How was it easier to lose the weight? Was that just your natural metabolism?
Yes, because it’s so hard to put things in your mouth, chew it and swallow when you feel full. Not eating is hard in another way, but when I was doing this gaining, I felt like I was poisoning my body because I was. I was sweating at night. Couldn’t really sleep, getting grumpy. You know?
So that helped with the character in a way then.
Yeah, a little bit. So losing was just like eating only vegetables and going to bed hungry. That was kind of awful, but such a relief to feel like this body’s gonna leave me. This meat and fat and muscles, it’s gonna leave me.
Tina and Vore have these moments where the characters are sort of intimate with each other, are attracted to each other in an unconventional way. Where did that whole aesthetic of having them sort of grunt and sniff and do that come from? Was that in the script? Was that something that you guys just worked out together?
That’s what we worked out together. So, when I was working with the character, I was working as if she was half animal and half human. And when it came to those sexual parts she’s so not aware of who she is. And she’s just pushed all this animal side away, trying to be this human being, but not fitting in. So, when those feelings that he brought into her, like meeting Vore and the feelings she got and this sexuality that she’s not aware of that she contains. So, I just to go very, very kind of more like animal side instinct, because she has never had sex like a human.
When you got the final screenplay after sort of auditioning for the role what was your initial reaction to it?
Number one, when I was reading it there were so many times it was just like I had to take a pause and breathe, and think, “Omigod, how to do this? And what’s gonna happen? If this happens now, what will happen after that?” Those very unexpected turns that the manuscript took. And also, sometimes when I read it for the first time, I had to take this long pause just to because it sort of struck me so hard. There were so many themes about being disconnected to the world. Or the violence in how society [treats] minorities, that violence. And that made me think of things in history, in our own history.
Did you ever surprise any of your friends with the transformation? To see if they would notice it was you?
Well, actually, the first time we put the makeup on we were gonna have a screen test and the producers were gonna come to the studio. And we put this mask on, and it was like, “Ding dong.” You could hear that they were ringing the bell, and I opened the door, and they of course, didn’t recognize me even though they knew that they were gonna come there to see me in the mask.
Oh, they thought you were just someone in the room?
Yes, and someone looking very special. So if you meet somebody and react on how they look, you just feel like you should show it. So they just stood like quiet and awkward outside. And I said, “Yes, so do you want to come in?” And like, yes, thank you. And I was like, “But it’s me.” (Laughs.)
That’s a huge compliment to the makeup artist.

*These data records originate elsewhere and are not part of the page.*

//! Traits for the server seam

use async_trait::async_trait;

use crate::types::*;
use crate::wire::*;

/// Access to the register endpoints
///
/// The close session only talks to the server through this trait.
#[async_trait]
pub trait CloseRegisterGateway: Send + Sync {
    /// Active denominations, as reference data
    async fn fetch_denominations(&self) -> ReconciliationResult<Vec<Denomination>>;

    /// Expected total and suggested breakdown for the open register
    async fn fetch_register_status(&self) -> ReconciliationResult<RegisterStatus>;

    /// Post a close-out. One attempt, no retry.
    ///
    /// Transport failures map to [`ReconciliationError::Network`]. A
    /// `success: false` body is returned as-is for the caller to interpret.
    async fn submit_close(
        &self,
        request: &CloseRegisterRequest,
    ) -> ReconciliationResult<CloseRegisterResponse>;
}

Yes, absolutely. And the next time, me and Ali went out on the street with the makeup on, because we were test shooting just outside in the forest. And while doing it, I was walking through the street and there was a bus coming with this huge crowd of teenagers getting off the bus. And I was just walking through the crowd, and Ali was filming with his mobile camera. And that was also a good compliment to [makeup artist Göran Lundström] because we could tell that it works, because people they just for sure, they just thought it was for real.
“Border” is now playing in New York and Los Angeles.